Dès les premières lignes de lecture, j'ai été saisie par un sentiment d'apaisement, la sensation de basculer dans une autre dimension, au XVIIème siècle, à la fin de la Dynastie Ming.
L'histoire en elle-même n'a rien d'exceptionnel, elle a été racontée par de nombreux auteurs à travers des couples célèbres à l'image de Tristan et Iseult mais écrite par
François Cheng, la narration atteint des sommets d'une grande poésie où se reconstitue sous nos yeux tout un paysage qui se modifie au gré des saisons et où évoluent des moines, des paysans, des seigneurs. L'écriture est d'un esthétisme à couper le souffle.
Cet amour éternel va naître d'un simple regard entre Lan-Ying et Dao-Sheng et c'est à partir de cet instant que cet amour, entravé par leur environnement, va grandir au fil des séparations et des retrouvailles jusqu'à être sublimé.
Il y a des instants de grâce, d'une grande sensualité, lorsque Dao-Sheng, médecin itinérant et devin, est au chevet de dame Lan-Ying, étendue sur son lit, derrière un rideau (page 86) :
« Lan-Ying ne voit pas ; Dao-Sheng lui voit. Il voit sa propre main jadis fine et rendue rude par les labeurs, superposée à celle de Lan-Ying, blanche et lisse et qui, à cause de sa maigreur, laisse transparaître les os. Indéniablement, il y là contraste et pourtant quelle harmonie provenant sans doute du fait que chacune est dans l'élan de consoler l'autre. Lan-Ying ne se lasse pas de caresser la peau passablement rugueuse de l'homme. Dao-sheng, de son côté, se dit que la main si tendre, offerte là, redeviendra pleine et charnue. Car la voie du devin, plus que celle du médecin, lui chuchote à l'oreille « Maintenant que les deux prédestinés se sont véritablement retrouvées, aucun obstacle, aucune maladie, ne pourra plus entraver leur route ». de fait, durant le mois qui suit, ce seront bien les médicaments et la force de l'amour conjugués qui vont agir sur la malade et la tirer de l'abîme. A chaque rencontre, à travers le rideau, la main de Lan-Ying rejoint sans retenue celle de Dao-Sheng. C'est tout ce qu'ils peuvent faire. Ce qu'ils peuvent faire est d'une terrible audace, ils le savent. »
François Cheng abolit les limites matérielles qui pèsent sur l'amour de Lan-Ying et de Dao-Sheng pour mieux créer en eux la vacuité intérieure qui permet de recevoir l'intemporalité de l'amour. Mais c'est un long chemin de souffrance qui les attend avant de parvenir aux épousailles de leur âme respective.

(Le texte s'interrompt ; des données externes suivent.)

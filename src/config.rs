//! Configuration module for RelayBot.
//!
//! The configuration file is TOML. Global tables (`[logging]`,
//! `[reconnect]`, `[reclaim]`) are parsed eagerly, while each
//! `[networks.<name>]` table is kept raw and validated on its own so that a
//! broken section only disables that one network.

use std::collections::HashSet;
use std::path::Path;
use std::time::Duration;

use serde::Deserialize;

use crate::relay::Mode;
use crate::{RelayError, Result};

/// Logging configuration.
#[derive(Debug, Clone, Deserialize)]
pub struct LoggingConfig {
    /// Log level (trace, debug, info, warn, error).
    #[serde(default = "default_log_level")]
    pub level: String,
    /// Path to the log file.
    #[serde(default = "default_log_file")]
    pub file: String,
}

fn default_log_level() -> String {
    "info".to_string()
}

fn default_log_file() -> String {
    "logs/relaybot.log".to_string()
}

impl Default for LoggingConfig {
    fn default() -> Self {
        Self {
            level: default_log_level(),
            file: default_log_file(),
        }
    }
}

/// Reconnection backoff configuration.
#[derive(Debug, Clone, Deserialize)]
pub struct ReconnectConfig {
    /// Delay before the first retry, and the value the delay resets to
    /// after a successful connection.
    #[serde(default = "default_initial_delay")]
    pub initial_delay_secs: f64,
    /// Upper bound for the delay.
    #[serde(default = "default_max_delay")]
    pub max_delay_secs: f64,
    /// Multiplier applied after every consecutive failure.
    #[serde(default = "default_factor")]
    pub factor: f64,
    /// Random spread applied to each delay, as a fraction of the delay.
    #[serde(default = "default_jitter")]
    pub jitter: f64,
}

fn default_initial_delay() -> f64 {
    1.0
}

fn default_max_delay() -> f64 {
    3600.0 // 1 hour
}

fn default_factor() -> f64 {
    std::f64::consts::E
}

fn default_jitter() -> f64 {
    0.12
}

impl Default for ReconnectConfig {
    fn default() -> Self {
        Self {
            initial_delay_secs: default_initial_delay(),
            max_delay_secs: default_max_delay(),
            factor: default_factor(),
            jitter: default_jitter(),
        }
    }
}

/// Nick reclamation configuration.
#[derive(Debug, Clone, Deserialize)]
pub struct ReclaimConfig {
    /// Interval between attempts to take the desired nick back.
    #[serde(default = "default_poll_interval")]
    pub poll_interval_secs: u64,
}

fn default_poll_interval() -> u64 {
    30
}

impl Default for ReclaimConfig {
    fn default() -> Self {
        Self {
            poll_interval_secs: default_poll_interval(),
        }
    }
}

/// A boolean option as written in a network section.
///
/// Accepts a TOML boolean or one of the strings `true`, `yes`, `false`,
/// `no` and the empty string.
#[derive(Debug, Clone, PartialEq, Eq, Deserialize)]
#[serde(untagged)]
pub enum FlagValue {
    Bool(bool),
    Text(String),
}

impl FlagValue {
    /// Convert to a boolean, rejecting anything outside the known spellings.
    pub fn as_bool(&self) -> Result<bool> {
        match self {
            FlagValue::Bool(b) => Ok(*b),
            FlagValue::Text(s) => parse_bool(s),
        }
    }
}

/// Strictly parse a boolean option.
pub fn parse_bool(value: &str) -> Result<bool> {
    match value.trim().to_lowercase().as_str() {
        "true" | "yes" => Ok(true),
        "false" | "no" | "" => Ok(false),
        other => Err(RelayError::Config(format!(
            "cannot convert '{other}' to boolean"
        ))),
    }
}

/// One `[networks.<name>]` table, or the `[defaults]` table, before merging.
#[derive(Debug, Clone, Default, Deserialize)]
pub struct NetworkSection {
    pub host: Option<String>,
    pub port: Option<u16>,
    /// Connect timeout in seconds.
    pub timeout: Option<u64>,
    pub nick: Option<String>,
    pub channel: Option<String>,
    /// Reply sent to anyone addressing the bot.
    pub info: Option<String>,
    /// Heartbeat interval in seconds.
    pub heartbeat: Option<u64>,
    /// Server password.
    pub password: Option<String>,
    pub username: Option<String>,
    pub realname: Option<String>,
    pub ssl: Option<FlagValue>,
    pub mode: Option<String>,
    pub nickserv_password: Option<String>,
}

const DEFAULT_PORT: u16 = 6667;
const DEFAULT_TIMEOUT_SECS: u64 = 30;
const DEFAULT_HEARTBEAT_SECS: u64 = 60;
const DEFAULT_INFO: &str = "I am a relay bot. Messages in this channel are shared with other networks.";

/// Fully resolved settings for one network.
#[derive(Debug, Clone, PartialEq)]
pub struct NetworkConfig {
    /// Section name in the config file.
    pub name: String,
    pub host: String,
    pub port: u16,
    pub use_tls: bool,
    pub connect_timeout: Duration,
    pub nickname: String,
    pub channel: String,
    pub info: String,
    pub heartbeat_interval: Duration,
    pub password: Option<String>,
    pub username: String,
    pub realname: String,
    pub mode: Mode,
    pub nickserv_password: Option<String>,
}

impl NetworkConfig {
    /// Build a network from its section, falling back to `[defaults]`.
    ///
    /// Empty strings count as unset, so they also fall back.
    pub fn from_section(
        name: &str,
        section: &NetworkSection,
        defaults: &NetworkSection,
    ) -> Result<Self> {
        let missing = |field: &str| {
            RelayError::Config(format!("section '{name}': missing required option '{field}'"))
        };
        let invalid = |msg: String| RelayError::Config(format!("section '{name}': {msg}"));

        let host = pick(&section.host, &defaults.host).ok_or_else(|| missing("host"))?;
        let channel = pick(&section.channel, &defaults.channel).ok_or_else(|| missing("channel"))?;
        let nickname = pick(&section.nick, &defaults.nick).ok_or_else(|| missing("nick"))?;
        let mode_name = pick(&section.mode, &defaults.mode).ok_or_else(|| missing("mode"))?;

        let mode: Mode = mode_name
            .parse()
            .map_err(|_| invalid(format!("unknown mode '{mode_name}'")))?;

        if !channel.starts_with(['#', '&', '+', '!']) || channel.contains(' ') {
            return Err(invalid(format!("'{channel}' is not a valid channel name")));
        }
        if nickname.contains(' ') {
            return Err(invalid(format!("'{nickname}' is not a valid nickname")));
        }

        let port = section.port.or(defaults.port).unwrap_or(DEFAULT_PORT);
        let timeout = section
            .timeout
            .or(defaults.timeout)
            .unwrap_or(DEFAULT_TIMEOUT_SECS);
        let heartbeat = section
            .heartbeat
            .or(defaults.heartbeat)
            .unwrap_or(DEFAULT_HEARTBEAT_SECS);
        if timeout == 0 {
            return Err(invalid("timeout must be greater than zero".to_string()));
        }
        if heartbeat == 0 {
            return Err(invalid("heartbeat must be greater than zero".to_string()));
        }

        let use_tls = match section.ssl.as_ref().or(defaults.ssl.as_ref()) {
            Some(flag) => flag.as_bool().map_err(|e| invalid(format!("option 'ssl': {e}")))?,
            None => false,
        };

        let nickserv_password =
            pick(&section.nickserv_password, &defaults.nickserv_password).map(str::to_string);
        if mode.behavior().reclaim && nickserv_password.is_none() {
            return Err(invalid(format!(
                "mode '{mode}' requires option 'nickserv_password'"
            )));
        }

        Ok(Self {
            name: name.to_string(),
            host: host.to_string(),
            port,
            use_tls,
            connect_timeout: Duration::from_secs(timeout),
            nickname: nickname.to_string(),
            channel: channel.to_string(),
            info: pick(&section.info, &defaults.info)
                .unwrap_or(DEFAULT_INFO)
                .to_string(),
            heartbeat_interval: Duration::from_secs(heartbeat),
            password: pick(&section.password, &defaults.password).map(str::to_string),
            username: pick(&section.username, &defaults.username)
                .unwrap_or(nickname)
                .to_string(),
            realname: pick(&section.realname, &defaults.realname)
                .unwrap_or(nickname)
                .to_string(),
            mode,
            nickserv_password,
        })
    }

    /// Registry key of this network: host, port and channel concatenated.
    pub fn identifier(&self) -> String {
        format!("{}{}{}", self.host, self.port, self.channel)
    }
}

fn pick<'a>(value: &'a Option<String>, fallback: &'a Option<String>) -> Option<&'a str> {
    let set = |v: &'a Option<String>| v.as_deref().filter(|s| !s.is_empty());
    set(value).or_else(|| set(fallback))
}

/// Main configuration structure.
#[derive(Debug, Clone, Deserialize, Default)]
pub struct Config {
    /// Logging configuration.
    #[serde(default)]
    pub logging: LoggingConfig,
    /// Reconnection backoff.
    #[serde(default)]
    pub reconnect: ReconnectConfig,
    /// Nick reclamation.
    #[serde(default)]
    pub reclaim: ReclaimConfig,
    /// Values shared by every network section.
    #[serde(default)]
    pub defaults: NetworkSection,
    /// Raw network sections, validated one by one in [`Config::networks`].
    #[serde(default)]
    pub networks: toml::Table,
}

impl Config {
    /// Load configuration from a TOML file.
    pub fn load<P: AsRef<Path>>(path: P) -> Result<Self> {
        let content = std::fs::read_to_string(path.as_ref()).map_err(RelayError::Io)?;
        Self::parse(&content)
    }

    /// Parse configuration from a TOML string.
    pub fn parse(s: &str) -> Result<Self> {
        toml::from_str(s).map_err(|e| RelayError::Config(format!("config parse error: {e}")))
    }

    /// Resolve every network section.
    ///
    /// Each entry carries its own result. A section whose identifier was
    /// already taken by an earlier section is rejected.
    pub fn networks(&self) -> Vec<(String, Result<NetworkConfig>)> {
        let mut seen = HashSet::new();
        self.networks
            .iter()
            .map(|(name, value)| {
                let result = value
                    .clone()
                    .try_into::<NetworkSection>()
                    .map_err(|e| RelayError::Config(format!("section '{name}': {e}")))
                    .and_then(|section| NetworkConfig::from_section(name, &section, &self.defaults))
                    .and_then(|network| {
                        if seen.insert(network.identifier()) {
                            Ok(network)
                        } else {
                            Err(RelayError::Config(format!(
                                "section '{name}': identifier '{}' is already used by another section",
                                network.identifier()
                            )))
                        }
                    });
                (name.clone(), result)
            })
            .collect()
    }
}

L'écriture est très belle, elle est envoûtante, il en émane une lumière pareille à celle que j'ai ressentie à la lecture de certains passages de la « Nature Exposée d' Erri de Luca ». J'en déduis que cette clarté provient de leur quête spirituelle, d'un questionnement intérieur, de la recherche de l'élévation des sentiments humains.
Je remercie « Kawane » qui m'a conseillée de lire ce livre sublime. Son conseil est arrivé au moment où je venais de visiter le
Musée Guimet de Paris où est particulièrement bien expliquée et retracée l'évolution des périodes bouddhistes à travers l'Asie et une exposition de porcelaine qui s'est développée particulièrement sous la dynastie Ming.